*** Begin section ***

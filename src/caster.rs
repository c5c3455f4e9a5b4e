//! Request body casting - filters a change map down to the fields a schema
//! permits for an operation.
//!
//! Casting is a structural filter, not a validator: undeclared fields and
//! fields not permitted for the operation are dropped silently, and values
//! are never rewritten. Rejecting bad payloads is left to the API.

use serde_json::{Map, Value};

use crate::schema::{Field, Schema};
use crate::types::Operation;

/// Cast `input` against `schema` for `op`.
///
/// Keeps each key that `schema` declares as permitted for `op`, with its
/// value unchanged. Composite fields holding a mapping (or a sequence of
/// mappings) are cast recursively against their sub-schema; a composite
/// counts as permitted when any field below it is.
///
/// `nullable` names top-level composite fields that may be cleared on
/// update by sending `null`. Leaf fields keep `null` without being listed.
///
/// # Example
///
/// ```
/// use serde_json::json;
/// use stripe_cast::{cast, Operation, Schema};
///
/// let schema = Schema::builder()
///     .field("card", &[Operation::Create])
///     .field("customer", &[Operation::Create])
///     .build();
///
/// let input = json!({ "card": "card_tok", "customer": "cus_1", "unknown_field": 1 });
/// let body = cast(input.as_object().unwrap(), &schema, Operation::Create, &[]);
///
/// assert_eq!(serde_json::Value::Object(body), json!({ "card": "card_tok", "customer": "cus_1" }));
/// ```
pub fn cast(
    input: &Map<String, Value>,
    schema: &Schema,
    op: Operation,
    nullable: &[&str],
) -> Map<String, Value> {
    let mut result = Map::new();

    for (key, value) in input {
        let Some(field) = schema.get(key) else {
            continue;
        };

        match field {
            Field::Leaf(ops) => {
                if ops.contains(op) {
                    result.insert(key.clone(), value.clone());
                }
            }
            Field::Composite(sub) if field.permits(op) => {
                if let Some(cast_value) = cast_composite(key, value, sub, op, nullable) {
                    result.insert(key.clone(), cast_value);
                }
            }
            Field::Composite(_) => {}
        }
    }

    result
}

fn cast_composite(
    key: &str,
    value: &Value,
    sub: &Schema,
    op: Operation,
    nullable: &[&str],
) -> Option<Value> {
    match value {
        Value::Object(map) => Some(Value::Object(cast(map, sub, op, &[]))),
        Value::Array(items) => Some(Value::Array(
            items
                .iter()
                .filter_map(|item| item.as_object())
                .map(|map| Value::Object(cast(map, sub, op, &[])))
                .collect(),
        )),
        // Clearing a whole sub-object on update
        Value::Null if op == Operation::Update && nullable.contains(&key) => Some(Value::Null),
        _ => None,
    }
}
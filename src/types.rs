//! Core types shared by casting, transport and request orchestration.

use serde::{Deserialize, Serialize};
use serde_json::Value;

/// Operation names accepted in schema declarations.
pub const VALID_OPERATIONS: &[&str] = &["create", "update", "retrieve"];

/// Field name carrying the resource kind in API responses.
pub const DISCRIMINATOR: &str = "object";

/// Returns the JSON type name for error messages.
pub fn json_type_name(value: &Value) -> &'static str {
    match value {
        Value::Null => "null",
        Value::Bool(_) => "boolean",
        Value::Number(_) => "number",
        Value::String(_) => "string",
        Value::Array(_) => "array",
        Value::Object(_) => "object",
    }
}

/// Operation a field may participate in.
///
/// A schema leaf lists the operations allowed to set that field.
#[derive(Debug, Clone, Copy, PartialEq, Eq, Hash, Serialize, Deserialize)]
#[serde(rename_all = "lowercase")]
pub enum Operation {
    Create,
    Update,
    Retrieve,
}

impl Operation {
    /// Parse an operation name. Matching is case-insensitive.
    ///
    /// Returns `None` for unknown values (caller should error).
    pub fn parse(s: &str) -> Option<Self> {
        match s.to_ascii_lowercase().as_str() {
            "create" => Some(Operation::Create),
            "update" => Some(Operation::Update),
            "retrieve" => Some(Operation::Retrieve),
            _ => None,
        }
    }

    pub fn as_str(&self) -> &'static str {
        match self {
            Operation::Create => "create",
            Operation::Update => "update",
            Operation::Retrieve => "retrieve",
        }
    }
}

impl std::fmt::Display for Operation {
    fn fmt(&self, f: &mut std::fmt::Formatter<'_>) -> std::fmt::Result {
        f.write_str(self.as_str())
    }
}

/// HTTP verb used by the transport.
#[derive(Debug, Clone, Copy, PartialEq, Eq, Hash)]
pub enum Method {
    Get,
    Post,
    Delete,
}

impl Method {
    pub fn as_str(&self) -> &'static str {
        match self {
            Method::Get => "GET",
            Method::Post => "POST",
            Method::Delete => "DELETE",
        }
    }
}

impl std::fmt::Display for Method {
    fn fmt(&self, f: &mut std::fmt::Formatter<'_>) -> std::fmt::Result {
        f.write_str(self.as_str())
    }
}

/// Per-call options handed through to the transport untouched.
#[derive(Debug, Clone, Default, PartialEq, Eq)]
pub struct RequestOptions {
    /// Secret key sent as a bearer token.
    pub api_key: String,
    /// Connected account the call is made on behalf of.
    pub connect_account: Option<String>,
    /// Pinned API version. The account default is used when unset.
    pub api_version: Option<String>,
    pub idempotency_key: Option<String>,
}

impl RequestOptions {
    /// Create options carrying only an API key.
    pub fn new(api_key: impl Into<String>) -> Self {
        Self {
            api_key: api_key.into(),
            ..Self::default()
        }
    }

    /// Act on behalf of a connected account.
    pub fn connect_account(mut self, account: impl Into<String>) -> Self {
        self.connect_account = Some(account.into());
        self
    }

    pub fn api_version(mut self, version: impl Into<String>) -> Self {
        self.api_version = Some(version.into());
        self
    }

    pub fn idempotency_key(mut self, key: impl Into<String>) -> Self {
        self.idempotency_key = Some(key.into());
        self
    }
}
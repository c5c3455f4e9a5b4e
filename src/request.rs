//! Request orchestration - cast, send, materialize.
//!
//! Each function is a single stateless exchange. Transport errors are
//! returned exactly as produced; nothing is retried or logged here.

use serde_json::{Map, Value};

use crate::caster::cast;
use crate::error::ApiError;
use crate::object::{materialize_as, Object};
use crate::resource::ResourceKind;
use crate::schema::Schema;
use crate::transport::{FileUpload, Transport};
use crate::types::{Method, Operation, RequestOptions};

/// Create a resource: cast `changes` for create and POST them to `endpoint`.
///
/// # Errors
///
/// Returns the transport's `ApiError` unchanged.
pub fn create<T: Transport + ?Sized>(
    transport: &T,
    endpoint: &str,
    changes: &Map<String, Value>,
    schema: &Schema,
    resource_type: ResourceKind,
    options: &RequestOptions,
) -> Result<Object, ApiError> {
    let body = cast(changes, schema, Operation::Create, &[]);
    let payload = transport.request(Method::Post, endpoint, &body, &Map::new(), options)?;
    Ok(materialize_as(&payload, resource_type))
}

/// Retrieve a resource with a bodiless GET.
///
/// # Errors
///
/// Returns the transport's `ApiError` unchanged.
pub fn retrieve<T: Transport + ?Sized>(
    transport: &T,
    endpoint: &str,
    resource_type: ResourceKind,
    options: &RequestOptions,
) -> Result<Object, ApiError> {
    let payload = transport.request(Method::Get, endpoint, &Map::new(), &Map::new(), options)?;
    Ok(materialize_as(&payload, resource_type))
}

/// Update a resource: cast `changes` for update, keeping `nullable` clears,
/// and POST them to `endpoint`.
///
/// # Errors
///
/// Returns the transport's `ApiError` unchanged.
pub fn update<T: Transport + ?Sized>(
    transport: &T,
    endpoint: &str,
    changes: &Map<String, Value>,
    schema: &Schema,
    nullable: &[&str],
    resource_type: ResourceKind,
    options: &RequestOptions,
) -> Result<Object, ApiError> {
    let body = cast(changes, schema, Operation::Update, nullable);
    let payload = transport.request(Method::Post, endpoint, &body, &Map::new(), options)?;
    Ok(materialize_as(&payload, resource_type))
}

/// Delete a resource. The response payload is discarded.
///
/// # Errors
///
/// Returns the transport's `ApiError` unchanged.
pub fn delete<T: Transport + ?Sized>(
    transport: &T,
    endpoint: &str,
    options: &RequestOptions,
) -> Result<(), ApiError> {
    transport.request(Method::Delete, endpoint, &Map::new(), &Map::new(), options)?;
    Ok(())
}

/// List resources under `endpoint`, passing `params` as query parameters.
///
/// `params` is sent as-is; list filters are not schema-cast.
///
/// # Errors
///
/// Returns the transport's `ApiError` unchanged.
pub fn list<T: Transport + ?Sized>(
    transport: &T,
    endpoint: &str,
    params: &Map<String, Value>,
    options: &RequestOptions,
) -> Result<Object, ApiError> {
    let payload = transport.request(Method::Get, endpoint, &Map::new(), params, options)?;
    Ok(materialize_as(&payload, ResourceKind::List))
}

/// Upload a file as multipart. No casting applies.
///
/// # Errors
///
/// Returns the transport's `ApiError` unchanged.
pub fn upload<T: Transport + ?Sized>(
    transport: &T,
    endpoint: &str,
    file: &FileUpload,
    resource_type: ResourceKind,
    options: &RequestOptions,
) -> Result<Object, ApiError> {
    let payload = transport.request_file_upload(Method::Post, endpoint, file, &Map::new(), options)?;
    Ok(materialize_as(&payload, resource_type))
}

*** End section ***

The answer must consist of every line from the entries above that contains "nullable".

/// `nullable` names top-level composite fields that may be cleared on
    nullable: &[&str],
                if let Some(cast_value) = cast_composite(key, value, sub, op, nullable) {
    nullable: &[&str],
        Value::Null if op == Operation::Update && nullable.contains(&key) => Some(Value::Null),
/// Update a resource: cast `changes` for update, keeping `nullable` clears,
    nullable: &[&str],
    let body = cast(changes, schema, Operation::Update, nullable);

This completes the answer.